→ Exercise description
Would you set down the data below exactly as shown?

───── Records for processing ─────

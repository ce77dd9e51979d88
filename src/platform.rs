use log::warn;
use nix::sys::utsname::uname;

use crate::schema::PlatformInfo;

/// Host description recorded alongside the results.
pub fn platform_info() -> PlatformInfo {
    match uname() {
        Ok(u) => {
            let machine = u.machine().to_string_lossy().into_owned();
            PlatformInfo {
                system: u.sysname().to_string_lossy().into_owned(),
                node: u.nodename().to_string_lossy().into_owned(),
                release: u.release().to_string_lossy().into_owned(),
                version: u.version().to_string_lossy().into_owned(),
                processor: machine.clone(),
                machine,
            }
        }
        Err(e) => {
            warn!("uname failed: {e}");
            PlatformInfo::default()
        }
    }
}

─────

→ Finished exercise
repository ce77dd9e51979d88
filename src/platform.rs
use log::warn;
use nix::sys::utsname::uname;

use crate::schema::PlatformInfo;

/// Host description recorded alongside the results.
pub fn platform_info() -> PlatformInfo {
    match uname() {
        Ok(u) => {
            let machine = u.machine().to_string_lossy().into_owned();
            PlatformInfo {
                system: u.sysname().to_string_lossy().into_owned(),
                node: u.nodename().to_string_lossy().into_owned(),
                release: u.release().to_string_lossy().into_owned(),
                version: u.version().to_string_lossy().into_owned(),
                processor: machine.clone(),
                machine,
            }
        }
        Err(e) => {
            warn!("uname failed: {e}");
            PlatformInfo::default()
        }
    }
}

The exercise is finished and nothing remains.